## Assigned task
Transcribe the records word for word, beginning with the first line and ending with the line that contains "if key.is_empty() ||"; include nothing else.

+++

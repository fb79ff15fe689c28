use crate::app::ports::BlobStorePort;
use anyhow::Context;
use async_trait::async_trait;
use std::io::Write;
use std::path::{Component, Path, PathBuf};
use tracing::debug;

/// Writes blobs as files under a root directory.
///
/// Each put goes to a temp file beside the target and is renamed into place,
/// so a reader never observes a half-written CSV.
#[derive(Debug, Clone)]
pub struct FsBlobStore {
    root: PathBuf,
}

impl FsBlobStore {
    pub fn new(root: impl Into<PathBuf>) -> Self {
        Self { root: root.into() }
    }

    fn path_for(&self, key: &str) -> anyhow::Result<PathBuf> {
        let relative = Path::new(key);
        let safe = relative
            .components()
            .all(|c| matches!(c, Component::Normal(_)));
        if key.is_empty() || !safe {
            anyhow::bail!("key '{key}' is not a relative path inside the destination");
        }
        Ok(self.root.join(relative))
    }
}

fn write_atomic(path: &Path, bytes: &[u8]) -> anyhow::Result<()> {
    let dir = path
        .parent()
        .context("destination path has no parent directory")?;
    std::fs::create_dir_all(dir)
        .with_context(|| format!("creating directory {}", dir.display()))?;
    let mut tmp = tempfile::NamedTempFile::new_in(dir)
        .with_context(|| format!("creating temp file in {}", dir.display()))?;
    tmp.write_all(bytes)?;
    tmp.as_file().sync_all()?;
    tmp.persist(path)
        .map_err(|e| anyhow::anyhow!("renaming into {}: {}", path.display(), e.error))?;
    Ok(())
}

#[async_trait]
impl BlobStorePort for FsBlobStore {
    async fn put(&self, key: &str, bytes: &[u8], _content_type: &str) -> anyhow::Result<()> {
        let path = self.path_for(key)?;
        let data = bytes.to_vec();
        let target = path.clone();
        tokio::task::spawn_blocking(move || write_atomic(&target, &data))
            .await
            .context("filesystem write task failed")??;
        debug!("Wrote {} bytes to {}", bytes.len(), path.display());
        Ok(())
    }

    fn describe(&self) -> String {
        format!("file://{}", self.root.display())
    }
}
use crate::app::ports::{BrowserEnginePort, BrowserSessionPort};
use crate::common::constants::{SCREENSHOT_TIMEOUT_SECS, TERMINATE_TIMEOUT_SECS};
use crate::common::error::RenderError;
use crate::metrics::StageMetrics;
use crate::types::{ReadinessCondition, RenderRequest, RenderedDocument};
use scraper::{Html, Selector};
use std::sync::Arc;
use std::time::Duration;
use tracing::{debug, info, instrument, warn};

/// Owns the browser lifecycle for one render call.
pub struct Renderer {
    engine: Arc<dyn BrowserEnginePort>,
    terminate_timeout: Duration,
}

impl Renderer {
    pub fn new(engine: Arc<dyn BrowserEnginePort>) -> Self {
        Self {
            engine,
            terminate_timeout: Duration::from_secs(TERMINATE_TIMEOUT_SECS),
        }
    }

    /// Bound on waiting for a session to terminate.
    pub fn with_terminate_timeout(mut self, timeout: Duration) -> Self {
        self.terminate_timeout = timeout;
        self
    }

    /// Launches a session, drives it to the readiness condition and returns
    /// the rendered markup. The session is terminated before this returns on
    /// every path, waiting at most the terminate timeout; if the returned
    /// future is dropped mid-flight the guard terminates it in the background
    /// instead.
    #[instrument(skip(self, request), fields(url = %request.target_url, readiness = %request.readiness))]
    pub async fn render(&self, request: &RenderRequest) -> Result<RenderedDocument, RenderError> {
        let session = self
            .engine
            .launch()
            .await
            .map_err(|e| RenderError::Launch(format!("{e:#}")))?;
        let guard = SessionGuard::new(session, self.terminate_timeout);
        info!("Browser session launched");

        let outcome = Self::drive(guard.session(), request).await;
        guard.terminate().await;

        match &outcome {
            Ok(doc) => info!("Rendered document captured ({} bytes)", doc.len()),
            Err(e) => warn!("Render failed: {}", e),
        }
        outcome
    }

    async fn drive(
        session: &dyn BrowserSessionPort,
        request: &RenderRequest,
    ) -> Result<RenderedDocument, RenderError> {
        if let ReadinessCondition::SettleDelay(delay) = &request.readiness {
            warn!(
                "No structural readiness condition; falling back to a fixed {}ms settle delay",
                delay.as_millis()
            );
        }

        let budget = request.timeout;
        let waited = tokio::time::timeout(budget, async {
            session
                .navigate(&request.target_url)
                .await
                .map_err(|e| RenderError::Navigation {
                    url: request.target_url.clone(),
                    message: format!("{e:#}"),
                })?;
            debug!("Navigation finished, waiting for readiness");
            Self::await_readiness(session, request).await
        })
        .await;

        let markup = match waited {
            Ok(result) => result?,
            Err(_) => {
                StageMetrics::record_render_timeout();
                return Err(RenderError::Timeout {
                    condition: request.readiness.to_string(),
                    budget,
                });
            }
        };

        if let Some(path) = &request.screenshot_path {
            capture_screenshot(session, path).await;
        }

        Ok(RenderedDocument::new(markup))
    }

    /// Resolves with the first document that satisfies the condition. Never
    /// returns on its own while the condition is unmet; the caller bounds it.
    async fn await_readiness(
        session: &dyn BrowserSessionPort,
        request: &RenderRequest,
    ) -> Result<String, RenderError> {
        match &request.readiness {
            ReadinessCondition::SettleDelay(delay) => {
                tokio::time::sleep(*delay).await;
                read_document(session).await
            }
            ReadinessCondition::SelectorPresent(css) => {
                let selector = Selector::parse(css).map_err(|e| {
                    RenderError::Document(format!("invalid readiness selector '{css}': {e}"))
                })?;
                let mut polls = 0usize;
                loop {
                    let markup = read_document(session).await?;
                    polls += 1;
                    if document_matches(&markup, &selector) {
                        debug!("Readiness condition met after {} poll(s)", polls);
                        return Ok(markup);
                    }
                    tokio::time::sleep(request.poll_interval).await;
                }
            }
        }
    }
}

async fn read_document(session: &dyn BrowserSessionPort) -> Result<String, RenderError> {
    session
        .current_document()
        .await
        .map_err(|e| RenderError::Document(format!("{e:#}")))
}

fn document_matches(markup: &str, selector: &Selector) -> bool {
    Html::parse_document(markup).select(selector).next().is_some()
}

async fn capture_screenshot(session: &dyn BrowserSessionPort, path: &std::path::Path) {
    let budget = Duration::from_secs(SCREENSHOT_TIMEOUT_SECS);
    match tokio::time::timeout(budget, session.screenshot(path)).await {
        Ok(Ok(())) => info!("Saved diagnostic screenshot to {}", path.display()),
        Ok(Err(e)) => warn!("Screenshot to {} failed: {:#}", path.display(), e),
        Err(_) => warn!("Screenshot to {} timed out after {}s", path.display(), SCREENSHOT_TIMEOUT_SECS),
    }
}

/// Guard for a browser session.
///
/// `terminate` is the normal path and is awaited by the renderer. If the guard
/// is dropped while still holding the session (the render future was
/// cancelled or panicked), `Drop` spawns the termination on the runtime the
/// guard was created on. Both paths give up after `budget`, dropping the
/// session.
struct SessionGuard {
    session: Option<Box<dyn BrowserSessionPort>>,
    runtime: Option<tokio::runtime::Handle>,
    budget: Duration,
}

impl SessionGuard {
    fn new(session: Box<dyn BrowserSessionPort>, budget: Duration) -> Self {
        Self {
            session: Some(session),
            runtime: tokio::runtime::Handle::try_current().ok(),
            budget,
        }
    }

    fn session(&self) -> &dyn BrowserSessionPort {
        self.session
            .as_deref()
            .expect("SessionGuard: session already terminated")
    }

    async fn terminate(mut self) {
        if let Some(session) = self.session.take() {
            terminate_within(session, self.budget).await;
        }
    }
}

async fn terminate_within(mut session: Box<dyn BrowserSessionPort>, budget: Duration) {
    match tokio::time::timeout(budget, session.terminate()).await {
        Ok(Ok(())) => debug!("Browser session terminated"),
        Ok(Err(e)) => warn!("Browser termination reported an error: {:#}", e),
        Err(_) => warn!("Browser termination did not finish within {:?}; abandoning session", budget),
    }
}

impl Drop for SessionGuard {
    fn drop(&mut self) {
        let Some(session) = self.session.take() else {
            return;
        };
        match &self.runtime {
            Some(handle) => {
                handle.spawn(terminate_within(session, self.budget));
            }
            None => warn!("No runtime available to terminate an abandoned browser session"),
        }
    }
}
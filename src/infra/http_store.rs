use crate::app::ports::BlobStorePort;
use async_trait::async_trait;
use reqwest::header::CONTENT_TYPE;
use std::time::Duration;
use tracing::debug;

/// Object store reached over HTTP: each blob is a single
/// `PUT {base_url}/{key}`.
///
/// Works with Supabase Storage (`https://<ref>.supabase.co/storage/v1/object/<bucket>`)
/// and any S3-compatible endpoint that accepts bearer-token or pre-authorised
/// puts. The backend's single-object put is what makes delivery atomic.
pub struct HttpBlobStore {
    client: reqwest::Client,
    base_url: String,
    token: Option<String>,
}

impl HttpBlobStore {
    pub fn new(base_url: &str, token: Option<String>, timeout: Duration) -> anyhow::Result<Self> {
        let client = reqwest::Client::builder().timeout(timeout).build()?;
        Ok(Self {
            client,
            base_url: base_url.trim_end_matches('/').to_string(),
            token,
        })
    }

    fn object_url(&self, key: &str) -> String {
        format!("{}/{}", self.base_url, key.trim_start_matches('/'))
    }
}

#[async_trait]
impl BlobStorePort for HttpBlobStore {
    async fn put(&self, key: &str, bytes: &[u8], content_type: &str) -> anyhow::Result<()> {
        let url = self.object_url(key);
        let mut request = self
            .client
            .put(&url)
            .header(CONTENT_TYPE, content_type)
            .header("x-upsert", "true")
            .body(bytes.to_vec());
        if let Some(token) = &self.token {
            request = request.bearer_auth(token).header("apikey", token.as_str());
        }

        let resp = request.send().await?;
        let status = resp.status();
        if !status.is_success() {
            let body = resp.text().await.unwrap_or_default();
            anyhow::bail!("object store responded {} - {}", status, body.trim());
        }
        debug!("PUT {} -> {}", url, status);
        Ok(())
    }

    fn describe(&self) -> String {
        self.base_url.clone()
    }
}
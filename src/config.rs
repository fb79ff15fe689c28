use crate::app::extract::table_selector_for_class;
use crate::common::constants::*;
use crate::common::error::ConfigError;
use crate::types::{ReadinessCondition, RenderRequest};
use scraper::Selector;
use serde::{Deserialize, Serialize};
use std::fs;
use std::net::SocketAddr;
use std::path::{Path, PathBuf};
use std::time::Duration;
use tracing::debug;

/// Effective configuration for a pipeline run.
///
/// Layered lowest to highest: defaults, TOML file, environment, CLI flags,
/// per-invocation overrides. Call [`Config::validate`] once the layers are
/// applied and before building the pipeline.
#[derive(Debug, Clone, PartialEq, Serialize, Deserialize)]
#[serde(default, deny_unknown_fields)]
pub struct Config {
    /// Page to render.
    pub target_url: String,
    /// Where the CSV goes: `s3://bucket[/prefix]`, an http(s) object-store
    /// base URL, a `file://` URL or a directory path.
    pub storage_destination: String,
    /// Budget for navigation plus readiness wait.
    pub render_timeout_seconds: u64,
    /// Class carried by the target `<table>`.
    pub table_class: String,
    /// Readiness selector. Unset waits for the target table itself; an empty
    /// string selects the fixed settle delay instead.
    pub readiness_selector: Option<String>,
    pub settle_delay_seconds: u64,
    pub poll_interval_millis: u64,
    pub key_prefix: String,
    pub delivery_timeout_seconds: u64,
    pub screenshot_path: Option<PathBuf>,
    pub chrome_executable: Option<PathBuf>,
    pub user_agent: String,
    pub storage_token: Option<String>,
    pub metrics_addr: Option<SocketAddr>,
}

impl Default for Config {
    fn default() -> Self {
        Self {
            target_url: DEFAULT_TARGET_URL.to_string(),
            storage_destination: "./output".to_string(),
            render_timeout_seconds: DEFAULT_RENDER_TIMEOUT_SECS,
            table_class: DEFAULT_TABLE_CLASS.to_string(),
            readiness_selector: None,
            settle_delay_seconds: DEFAULT_SETTLE_DELAY_SECS,
            poll_interval_millis: DEFAULT_POLL_INTERVAL_MILLIS,
            key_prefix: DEFAULT_KEY_PREFIX.to_string(),
            delivery_timeout_seconds: DEFAULT_DELIVERY_TIMEOUT_SECS,
            screenshot_path: None,
            chrome_executable: None,
            user_agent: DEFAULT_USER_AGENT.to_string(),
            storage_token: None,
            metrics_addr: None,
        }
    }
}

/// Options an invocation event may carry for a single run.
#[derive(Debug, Clone, Default, PartialEq, Eq, Deserialize)]
pub struct InvocationOptions {
    pub target_url: Option<String>,
    pub storage_destination: Option<String>,
    pub render_timeout_seconds: Option<u64>,
}

/// Parsed form of `storage_destination`.
#[derive(Debug, Clone, PartialEq, Eq)]
pub enum StorageDestination {
    S3 { bucket: String, prefix: String },
    Http(String),
    Filesystem(PathBuf),
}

impl StorageDestination {
    pub fn parse(raw: &str) -> Result<Self, ConfigError> {
        let raw = raw.trim();
        if let Some(rest) = raw.strip_prefix("s3://") {
            let (bucket, prefix) = rest.split_once('/').unwrap_or((rest, ""));
            if !is_bucket_name(bucket) {
                return Err(ConfigError::UnsupportedDestination(raw.to_string()));
            }
            return Ok(StorageDestination::S3 {
                bucket: bucket.to_string(),
                prefix: prefix.trim_matches('/').to_string(),
            });
        }
        if raw.starts_with("http://") || raw.starts_with("https://") {
            let url = reqwest::Url::parse(raw)
                .map_err(|_| ConfigError::UnsupportedDestination(raw.to_string()))?;
            if url.host_str().is_none() {
                return Err(ConfigError::UnsupportedDestination(raw.to_string()));
            }
            return Ok(StorageDestination::Http(raw.trim_end_matches('/').to_string()));
        }
        if let Some(path) = raw.strip_prefix("file://") {
            if path.is_empty() {
                return Err(ConfigError::UnsupportedDestination(raw.to_string()));
            }
            return Ok(StorageDestination::Filesystem(PathBuf::from(path)));
        }
        let looks_like_path = raw.starts_with('/')
            || raw.starts_with('.')
            || raw.contains(std::path::MAIN_SEPARATOR);
        if looks_like_path {
            return Ok(StorageDestination::Filesystem(PathBuf::from(raw)));
        }
        Err(ConfigError::UnsupportedDestination(raw.to_string()))
    }
}

impl Config {
    /// Defaults, then `path` (or `scraper.toml` when present), then the
    /// process environment.
    pub fn load(path: Option<&Path>) -> Result<Self, ConfigError> {
        let mut config = match path {
            Some(p) => Self::from_file(p)?,
            None if Path::new(DEFAULT_CONFIG_FILE).exists() => {
                Self::from_file(Path::new(DEFAULT_CONFIG_FILE))?
            }
            None => Self::default(),
        };
        config.apply_env(|key| std::env::var(key).ok())?;
        Ok(config)
    }

    pub fn from_file(path: &Path) -> Result<Self, ConfigError> {
        let content = fs::read_to_string(path).map_err(|source| ConfigError::Read {
            path: path.display().to_string(),
            source,
        })?;
        debug!("Loaded config file {}", path.display());
        Self::from_toml_str(&content)
    }

    pub fn from_toml_str(content: &str) -> Result<Self, ConfigError> {
        Ok(toml::from_str(content)?)
    }

    /// Applies environment overrides through `lookup`, which keeps tests off
    /// the real process environment.
    pub fn apply_env<F>(&mut self, lookup: F) -> Result<(), ConfigError>
    where
        F: Fn(&str) -> Option<String>,
    {
        if let Some(url) = lookup(ENV_TARGET_URL) {
            self.target_url = url;
        }
        if let Some(dest) = lookup(ENV_STORAGE_DESTINATION) {
            self.storage_destination = dest;
        } else if let Some(bucket) = lookup(ENV_LEGACY_BUCKET) {
            self.storage_destination = format!("s3://{}", bucket.trim());
        }
        if let Some(raw) = lookup(ENV_RENDER_TIMEOUT) {
            self.render_timeout_seconds =
                raw.trim().parse().map_err(|_| ConfigError::Invalid {
                    field: "render_timeout_seconds",
                    reason: format!("'{raw}' is not a whole number of seconds"),
                })?;
        }
        if let Some(token) = lookup(ENV_STORAGE_TOKEN) {
            self.storage_token = Some(token);
        }
        Ok(())
    }

    pub fn apply_overrides(&mut self, overrides: &InvocationOptions) {
        if let Some(url) = &overrides.target_url {
            self.target_url = url.clone();
        }
        if let Some(dest) = &overrides.storage_destination {
            self.storage_destination = dest.clone();
        }
        if let Some(timeout) = overrides.render_timeout_seconds {
            self.render_timeout_seconds = timeout;
        }
    }

    pub fn validate(&self) -> Result<(), ConfigError> {
        let url = reqwest::Url::parse(&self.target_url).map_err(|e| ConfigError::Invalid {
            field: "target_url",
            reason: e.to_string(),
        })?;
        if !matches!(url.scheme(), "http" | "https") {
            return Err(invalid("target_url", "must be an http(s) URL"));
        }

        for (field, value) in [
            ("render_timeout_seconds", self.render_timeout_seconds),
            ("delivery_timeout_seconds", self.delivery_timeout_seconds),
            ("poll_interval_millis", self.poll_interval_millis),
        ] {
            if value == 0 {
                return Err(invalid(field, "must be greater than zero"));
            }
        }

        let class = self.table_class.trim();
        if class.is_empty() || class.chars().any(char::is_whitespace) {
            return Err(invalid("table_class", "must be a single class name"));
        }
        parse_css("table_class", &table_selector_for_class(class))?;

        match &self.readiness_selector {
            Some(css) if css.trim().is_empty() => {
                if self.settle_delay_seconds >= self.render_timeout_seconds {
                    return Err(invalid(
                        "settle_delay_seconds",
                        "must be shorter than render_timeout_seconds",
                    ));
                }
            }
            Some(css) => parse_css("readiness_selector", css)?,
            None => {}
        }

        if self.key_prefix.contains("..") || self.key_prefix.starts_with('/') {
            return Err(invalid("key_prefix", "must be a relative key prefix"));
        }

        StorageDestination::parse(&self.storage_destination)?;
        Ok(())
    }

    pub fn storage(&self) -> Result<StorageDestination, ConfigError> {
        StorageDestination::parse(&self.storage_destination)
    }

    pub fn readiness(&self) -> ReadinessCondition {
        match &self.readiness_selector {
            Some(css) if css.trim().is_empty() => {
                ReadinessCondition::SettleDelay(Duration::from_secs(self.settle_delay_seconds))
            }
            Some(css) => ReadinessCondition::SelectorPresent(css.trim().to_string()),
            None => ReadinessCondition::SelectorPresent(table_selector_for_class(&self.table_class)),
        }
    }

    pub fn render_request(&self) -> RenderRequest {
        RenderRequest {
            target_url: self.target_url.clone(),
            readiness: self.readiness(),
            timeout: Duration::from_secs(self.render_timeout_seconds),
            poll_interval: Duration::from_millis(self.poll_interval_millis),
            screenshot_path: self.screenshot_path.clone(),
        }
    }

    pub fn delivery_timeout(&self) -> Duration {
        Duration::from_secs(self.delivery_timeout_seconds)
    }
}

/// S3 bucket naming: 3-63 lowercase letters, digits, dots or hyphens,
/// starting and ending with a letter or digit.
fn is_bucket_name(name: &str) -> bool {
    let edge_ok = |c: Option<char>| c.is_some_and(|c| c.is_ascii_lowercase() || c.is_ascii_digit());
    (3..=63).contains(&name.len())
        && name
            .chars()
            .all(|c| c.is_ascii_lowercase() || c.is_ascii_digit() || c == '.' || c == '-')
        && edge_ok(name.chars().next())
        && edge_ok(name.chars().last())
}

fn invalid(field: &'static str, reason: &str) -> ConfigError {
    ConfigError::Invalid {
        field,
        reason: reason.to_string(),
    }
}

fn parse_css(field: &'static str, css: &str) -> Result<(), ConfigError> {
    Selector::parse(css).map(|_| ()).map_err(|e| ConfigError::Invalid {
        field,
        reason: format!("'{css}' is not a valid selector: {e}"),
    })
}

+++

## Response to the exercise
repository fb79ff15fe689c28
use crate::app::ports::BlobStorePort;
use anyhow::Context;
use async_trait::async_trait;
use std::io::Write;
use std::path::{Component, Path, PathBuf};
use tracing::debug;

/// Writes blobs as files under a root directory.
///
/// Each put goes to a temp file beside the target and is renamed into place,
/// so a reader never observes a half-written CSV.
#[derive(Debug, Clone)]
pub struct FsBlobStore {
    root: PathBuf,
}

impl FsBlobStore {
    pub fn new(root: impl Into<PathBuf>) -> Self {
        Self { root: root.into() }
    }

    fn path_for(&self, key: &str) -> anyhow::Result<PathBuf> {
        let relative = Path::new(key);
        let safe = relative
            .components()
            .all(|c| matches!(c, Component::Normal(_)));
        if key.is_empty() || !safe {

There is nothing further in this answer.